The housing industry is on track to build the largest number of homes in New Jersey this year since 2006, with multifamily construction making up a record share of activity.

According to the U.S. Census, builders took out permits for 28,114 New Jersey housing units through November, up 10.5 percent from 2014’s pace and heading toward about 30,000 units with December’s figures yet to come. That’s a big rise from the 13,000 average annual pace from 2009 to 2011, but still below the long-term average of about 37,000 a year.

Multifamily construction has accounted for two thirds of home building through November. That’s the highest share ever seen, on records that date to 1960, according to Patrick O’Keefe, an economist with CohnReznick, an accounting firm with offices in Roseland.

Apartment construction has driven the homebuilding recovery for several years in the state, a dramatic shift away from the suburban, single-family development patterns that shaped New Jersey in the post-World War II period.

Builders are responding to the growing demand for apartments, as homeownership rates fell to their lowest in decades after the housing bust.

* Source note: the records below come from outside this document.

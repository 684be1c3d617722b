//! Cryptographic utilities.

pub mod password;
pub mod token;

pub use password::{PasswordError, hash_password, verify_password};
pub use token::generate_token;
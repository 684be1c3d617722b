//! Environment-backed application configuration.

use std::path::PathBuf;

use crate::social::SocialProviderConfig;

/// Token pair and endpoint for the live-video provider.
#[derive(Debug, Clone)]
pub struct LiveConfig {
    pub base_url: String,
    pub key_id: String,
    pub secret: String,
}

/// Application configuration read from the environment (after `dotenvy`
/// has loaded any `.env` file).
#[derive(Debug, Clone)]
pub struct AppConfig {
    /// Public URL of the app, used when building playback links.
    pub app_url: String,
    /// Directory uploaded audio and cover files are written under.
    pub media_dir: PathBuf,
    pub live: LiveConfig,
    pub social_providers: Vec<SocialProviderConfig>,
}

impl AppConfig {
    /// Read configuration from process environment variables.
    pub fn from_env() -> Self {
        Self::from_lookup(|key| std::env::var(key).ok())
    }

    /// Read configuration through a lookup function. Missing values fall
    /// back to development defaults; missing credentials are warned about
    /// rather than fatal so the API can run without the live/social
    /// integrations configured.
    pub fn from_lookup(get: impl Fn(&str) -> Option<String>) -> Self {
        let app_url = get("APP_URL").unwrap_or_else(|| "http://localhost:3000".to_string());
        let media_dir = PathBuf::from(get("MEDIA_DIR").unwrap_or_else(|| "media".to_string()));

        let live = LiveConfig {
            base_url: get("LIVE_API_BASE")
                .unwrap_or_else(|| "https://api.mux.com/video/v1".to_string()),
            key_id: get("LIVE_API_KEY_ID").unwrap_or_default(),
            secret: get("LIVE_API_SECRET").unwrap_or_default(),
        };
        if live.key_id.is_empty() || live.secret.is_empty() {
            tracing::warn!("LIVE_API_KEY_ID / LIVE_API_SECRET not set; livestreams will fail");
        }

        let mut social_providers = Vec::new();
        for (name, userinfo_url) in [
            ("google", "https://www.googleapis.com/oauth2/v3/userinfo"),
            ("facebook", "https://graph.facebook.com/me?fields=email,name,picture"),
        ] {
            let prefix = format!("OAUTH_{}", name.to_uppercase());
            let client_id = get(&format!("{}_CLIENT_ID", prefix));
            let client_secret = get(&format!("{}_CLIENT_SECRET", prefix));
            match (client_id, client_secret) {
                (Some(client_id), Some(client_secret)) => {
                    social_providers.push(SocialProviderConfig {
                        name: name.to_string(),
                        client_id,
                        client_secret,
                        userinfo_url: userinfo_url.to_string(),
                    });
                }
                _ => {
                    tracing::warn!("OAuth client pair for {} not set; provider disabled", name);
                }
            }
        }

        Self {
            app_url,
            media_dir,
            live,
            social_providers,
        }
    }

    /// Playback link for a provider playback id.
    pub fn playback_url(&self, playback_id: &str) -> String {
        format!("{}/live/{}", self.app_url.trim_end_matches('/'), playback_id)
    }
}

#[cfg(test)]
mod tests {
    use super::*;
    use std::collections::HashMap;

    #[test]
    fn test_defaults_without_environment() {
        let config = AppConfig::from_lookup(|_| None);
        assert_eq!(config.app_url, "http://localhost:3000");
        assert_eq!(config.media_dir, PathBuf::from("media"));
        assert!(config.social_providers.is_empty());
    }

    #[test]
    fn test_configured_providers_are_picked_up() {
        let mut env = HashMap::new();
        env.insert("APP_URL", "https://backspin.example/");
        env.insert("OAUTH_GOOGLE_CLIENT_ID", "gid");
        env.insert("OAUTH_GOOGLE_CLIENT_SECRET", "gsecret");

        let config = AppConfig::from_lookup(|key| env.get(key).map(|v| v.to_string()));
        assert_eq!(config.social_providers.len(), 1);
        assert_eq!(config.social_providers[0].name, "google");
        assert_eq!(
            config.playback_url("pb-1"),
            "https://backspin.example/live/pb-1"
        );
    }
}
#[cfg(test)]
mod tests {
    use super::*;
    use crate::db::connection::{DbConfig, run_migrations};

    /// A single-connection in-memory pool so every operation sees the same
    /// database.
    fn test_pool() -> DbPool {
        let config = DbConfig {
            database_url: ":memory:".into(),
            max_connections: 1,
            connection_timeout: 5,
        };
        let pool = config.build_pool().unwrap();
        let mut conn = pool.get().unwrap();
        run_migrations(&mut conn).unwrap();
        drop(conn);
        pool
    }

    fn register_user(pool: &DbPool, username: &str, email: &str) -> User {
        let repo = UserRepository::new(pool.clone());
        let (user, _profile) = repo
            .register(
                &NewUser {
                    email,
                    display_name: username,
                    avatar_url: None,
                    password_hash: None,
                    role: Role::User.as_str(),
                },
                username,
            )
            .unwrap();
        user
    }

    fn create_mix(pool: &DbPool, user_id: i32, title: &str) -> Mix {
        let repo = MixRepository::new(pool.clone());
        repo.create(&NewMix {
            user_id,
            title,
            description: None,
            audio_url: "/a.mp3",
            cover_url: None,
            genre: None,
            duration: 120,
            is_public: true,
            tags: None,
        })
        .unwrap()
    }

    #[test]
    fn test_register_creates_user_and_profile() {
        let pool = test_pool();
        let repo = UserRepository::new(pool.clone());

        let (user, profile) = repo
            .register(
                &NewUser {
                    email: "alice@example.com",
                    display_name: "Alice",
                    avatar_url: None,
                    password_hash: Some("$argon2id$fake"),
                    role: Role::Dj.as_str(),
                },
                "alice",
            )
            .unwrap();

        assert_eq!(profile.user_id, user.id);
        assert_eq!(profile.username, "alice");
        assert_eq!(user.role, Role::Dj);

        let found = repo.find_by_login("alice").unwrap().unwrap();
        assert_eq!(found.id, user.id);
        let found = repo.find_by_login("alice@example.com").unwrap().unwrap();
        assert_eq!(found.id, user.id);
    }

    #[test]
    fn test_register_rejects_duplicates() {
        let pool = test_pool();
        let repo = UserRepository::new(pool.clone());
        register_user(&pool, "alice", "alice@example.com");

        let dup_email = repo.register(
            &NewUser {
                email: "alice@example.com",
                display_name: "Other",
                avatar_url: None,
                password_hash: None,
                role: Role::User.as_str(),
            },
            "other",
        );
        assert!(matches!(dup_email, Err(AccountRepoError::EmailTaken(_))));

        let dup_username = repo.register(
            &NewUser {
                email: "second@example.com",
                display_name: "Other",
                avatar_url: None,
                password_hash: None,
                role: Role::User.as_str(),
            },
            "alice",
        );
        assert!(matches!(
            dup_username,
            Err(AccountRepoError::UsernameTaken(_))
        ));
    }

    #[test]
    fn test_session_round_trip() {
        let pool = test_pool();
        let user = register_user(&pool, "alice", "alice@example.com");
        let sessions = SessionRepository::new(pool.clone());

        let token = sessions.create(user.id).unwrap();
        assert_eq!(token.len(), 64);

        let found = sessions.find_user(&token).unwrap().unwrap();
        assert_eq!(found.id, user.id);

        assert!(sessions.delete(&token).unwrap());
        assert!(sessions.find_user(&token).unwrap().is_none());
    }

    #[test]
    fn test_new_mix_starts_unplayed() {
        let pool = test_pool();
        let user = register_user(&pool, "alice", "alice@example.com");
        let mix = create_mix(&pool, user.id, "Test Mix");

        assert_eq!(mix.play_count, 0);
        assert!(mix.is_public);
        assert_eq!(mix.user_id, user.id);
    }

    #[test]
    fn test_like_toggle_pair_restores_state() {
        let pool = test_pool();
        let alice = register_user(&pool, "alice", "alice@example.com");
        let bob = register_user(&pool, "bob", "bob@example.com");
        let mix = create_mix(&pool, alice.id, "Test Mix");
        let repo = MixRepository::new(pool.clone());

        let (liked, count) = repo.toggle_like(bob.id, mix.id).unwrap();
        assert!(liked);
        assert_eq!(count, 1);

        let (liked, count) = repo.toggle_like(bob.id, mix.id).unwrap();
        assert!(!liked);
        assert_eq!(count, 0);
    }

    #[test]
    fn test_follow_toggle_pair_restores_state() {
        let pool = test_pool();
        let alice = register_user(&pool, "alice", "alice@example.com");
        let bob = register_user(&pool, "bob", "bob@example.com");
        let repo = ProfileRepository::new(pool.clone());

        let (following, count) = repo.toggle_follow(alice.id, bob.id).unwrap();
        assert!(following);
        assert_eq!(count, 1);
        assert!(repo.is_following(alice.id, bob.id).unwrap());
        assert_eq!(repo.following_count(alice.id).unwrap(), 1);

        let (following, count) = repo.toggle_follow(alice.id, bob.id).unwrap();
        assert!(!following);
        assert_eq!(count, 0);
        assert!(!repo.is_following(alice.id, bob.id).unwrap());
    }

    #[test]
    fn test_annotations_reflect_engagement() {
        let pool = test_pool();
        let alice = register_user(&pool, "alice", "alice@example.com");
        let bob = register_user(&pool, "bob", "bob@example.com");
        let mix = create_mix(&pool, alice.id, "Test Mix");
        let mixes_repo = MixRepository::new(pool.clone());
        let comments_repo = CommentRepository::new(pool.clone());

        mixes_repo.toggle_like(bob.id, mix.id).unwrap();
        comments_repo
            .create(&NewComment {
                mix_id: mix.id,
                user_id: bob.id,
                parent_id: None,
                content: "nice one",
                created_at: Utc::now().naive_utc(),
            })
            .unwrap();

        let notes = mixes_repo.annotations_for(&[mix.id], Some(bob.id)).unwrap();
        let note = notes.get(&mix.id).copied().unwrap();
        assert_eq!(note.likes_count, 1);
        assert_eq!(note.comments_count, 1);
        assert!(note.is_liked);

        let notes = mixes_repo
            .annotations_for(&[mix.id], Some(alice.id))
            .unwrap();
        assert!(!notes.get(&mix.id).copied().unwrap().is_liked);
    }

    #[test]
    fn test_comment_threading_lists() {
        let pool = test_pool();
        let alice = register_user(&pool, "alice", "alice@example.com");
        let mix = create_mix(&pool, alice.id, "Test Mix");
        let repo = CommentRepository::new(pool.clone());
        let now = Utc::now().naive_utc();

        let top = repo
            .create(&NewComment {
                mix_id: mix.id,
                user_id: alice.id,
                parent_id: None,
                content: "first",
                created_at: now,
            })
            .unwrap();
        let reply = repo
            .create(&NewComment {
                mix_id: mix.id,
                user_id: alice.id,
                parent_id: Some(top.id),
                content: "reply",
                created_at: now + chrono::Duration::seconds(1),
            })
            .unwrap();

        let top_level = repo.list_top_level(mix.id).unwrap();
        assert_eq!(top_level.len(), 1);
        assert_eq!(top_level[0].id, top.id);

        let replies = repo.list_replies(&[top.id]).unwrap();
        assert_eq!(replies.len(), 1);
        assert_eq!(replies[0].id, reply.id);
        assert_eq!(replies[0].parent_id, Some(top.id));
    }

    #[test]
    fn test_comment_cooldown_window() {
        let pool = test_pool();
        let alice = register_user(&pool, "alice", "alice@example.com");
        let mix = create_mix(&pool, alice.id, "Test Mix");
        let repo = CommentRepository::new(pool.clone());

        // An old comment outside the window does not trip the gate.
        repo.create(&NewComment {
            mix_id: mix.id,
            user_id: alice.id,
            parent_id: None,
            content: "old",
            created_at: Utc::now().naive_utc() - chrono::Duration::seconds(60),
        })
        .unwrap();
        assert!(!repo.recently_commented(alice.id, 10).unwrap());

        repo.create(&NewComment {
            mix_id: mix.id,
            user_id: alice.id,
            parent_id: None,
            content: "fresh",
            created_at: Utc::now().naive_utc(),
        })
        .unwrap();
        assert!(repo.recently_commented(alice.id, 10).unwrap());
    }

    #[test]
    fn test_play_cooldown_window() {
        let pool = test_pool();
        let alice = register_user(&pool, "alice", "alice@example.com");
        let mix = create_mix(&pool, alice.id, "Test Mix");
        let repo = PlayRepository::new(pool.clone());

        assert!(!repo.recently_played("10.0.0.1", mix.id, 300).unwrap());

        repo.record("10.0.0.1", mix.id, Utc::now().naive_utc())
            .unwrap();
        assert!(repo.recently_played("10.0.0.1", mix.id, 300).unwrap());

        // A different identifier is not gated.
        assert!(!repo.recently_played("10.0.0.2", mix.id, 300).unwrap());

        // Outside the window the same identifier may play again.
        let other = create_mix(&pool, alice.id, "Second Mix");
        repo.record(
            "10.0.0.1",
            other.id,
            Utc::now().naive_utc() - chrono::Duration::seconds(301),
        )
        .unwrap();
        assert!(!repo.recently_played("10.0.0.1", other.id, 300).unwrap());
    }

    #[test]
    fn test_play_counter_increments() {
        let pool = test_pool();
        let alice = register_user(&pool, "alice", "alice@example.com");
        let mix = create_mix(&pool, alice.id, "Test Mix");
        let repo = MixRepository::new(pool.clone());

        assert_eq!(repo.increment_plays(mix.id).unwrap(), Some(1));
        assert_eq!(repo.increment_plays(mix.id).unwrap(), Some(2));
        assert_eq!(repo.increment_plays(9999).unwrap(), None);
    }

    #[test]
    fn test_mix_partial_update() {
        let pool = test_pool();
        let alice = register_user(&pool, "alice", "alice@example.com");
        let mix = create_mix(&pool, alice.id, "Test Mix");
        let repo = MixRepository::new(pool.clone());

        let updated = repo
            .update(
                mix.id,
                MixChanges {
                    title: Some("Renamed".into()),
                    ..Default::default()
                },
            )
            .unwrap();
        assert!(updated);

        let found = repo.find_by_id(mix.id).unwrap().unwrap();
        assert_eq!(found.title, "Renamed");
        // Untouched fields survive a partial update.
        assert_eq!(found.audio_url, "/a.mp3");
        assert_eq!(found.duration, 120);
    }

    #[test]
    fn test_mix_delete_cascades() {
        let pool = test_pool();
        let alice = register_user(&pool, "alice", "alice@example.com");
        let bob = register_user(&pool, "bob", "bob@example.com");
        let mix = create_mix(&pool, alice.id, "Test Mix");
        let mixes_repo = MixRepository::new(pool.clone());
        let comments_repo = CommentRepository::new(pool.clone());

        mixes_repo.toggle_like(bob.id, mix.id).unwrap();
        let comment = comments_repo
            .create(&NewComment {
                mix_id: mix.id,
                user_id: bob.id,
                parent_id: None,
                content: "bye",
                created_at: Utc::now().naive_utc(),
            })
            .unwrap();
        comments_repo.toggle_like(alice.id, comment.id).unwrap();

        assert!(mixes_repo.delete(mix.id).unwrap());
        assert!(mixes_repo.find_by_id(mix.id).unwrap().is_none());
        assert!(comments_repo.find_by_id(comment.id).unwrap().is_none());
        assert!(!mixes_repo.delete(mix.id).unwrap());
    }

    #[test]
    fn test_stream_slot_is_exclusive() {
        let pool = test_pool();
        let alice = register_user(&pool, "alice", "alice@example.com");
        let repo = StreamRepository::new(pool.clone());

        let slot = repo.try_reserve(alice.id, "alice").unwrap();
        let id = slot.expect("first reservation should succeed");

        // Second reservation is refused by the unique index.
        assert!(repo.try_reserve(alice.id, "alice").unwrap().is_none());

        assert!(repo.fill(id, "prov-1", "key-1", "https://live/prov-1").unwrap());
        let record = repo.find_by_user(alice.id).unwrap().unwrap();
        assert_eq!(record.provider_id.as_deref(), Some("prov-1"));

        assert!(repo.release(id).unwrap());
        // Slot is free again after release.
        assert!(repo.try_reserve(alice.id, "alice").unwrap().is_some());
    }
}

More households are renting because getting a mortgage has become more difficult since the go-go years of the housing boom, when many unqualified buyers got loans, but ended up losing their homes.

And many young households want to be flexible in case they need to move for a job. Moreover, they are not convinced that buying a home is always a winning investment.

https://www.northjersey.com/news/new-housing-in-n-j-headed-for-best-year-since-2006-1.1482493

4 thoughts on “New housing in N.J. headed for best year since 2006

  1. 2016 will be a great year in our Village…

  2. My friend who is a builder told me new construction loans almost impossible to get builders are holding the note and when the home is complete the customers get a mortgage on a complete house and pay off the builder.

  3. Until the millenials get out of their parents basement and buy that first home (condo in mahwah or Hoboken) the current owners of those units won’t be buying in. The suburbs. It’s a chain that drives the single family market. Hence the reason multi family RENTALs are 2/3 of the new construction.

  4. Another hundred residents will go to real estate school!

    I would love to see a Ridgewood occupation census. How many realtors and wealth managers/financial planners do we have? When will this job market be saturated?